→ **WORK REQUEST**: Give back the line below containing "repository 1d74c96d08d83763" and every later line, exactly.

Dataset entries:
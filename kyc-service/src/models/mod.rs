//! Domain models for the KYC service.

pub mod document;
pub mod identity;

pub use document::{DocumentCategory, DocumentStatus, ReviewDecision, VerificationDocument};
pub use identity::{
    AuthenticatedIdentity, IdDocumentType, Identity, IdentityRecord, KycStatus, Profile, Role,
};
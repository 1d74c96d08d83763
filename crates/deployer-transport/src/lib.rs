#![warn(clippy::all, clippy::pedantic)]

//! Wire formats shared by the deployer send providers.
//!
//! Nothing in this crate performs I/O: it only builds, encodes, encrypts and
//! validates the payloads exchanged with wallets.

pub mod bridge;
pub mod deep_link;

→ **EXERCISE RESULT**:
repository 1d74c96d08d83763
filename crates/deployer-transport/src/lib.rs
#![warn(clippy::all, clippy::pedantic)]

//! Wire formats shared by the deployer send providers.
//!
//! Nothing in this crate performs I/O: it only builds, encodes, encrypts and
//! validates the payloads exchanged with wallets.

pub mod bridge;
pub mod deep_link;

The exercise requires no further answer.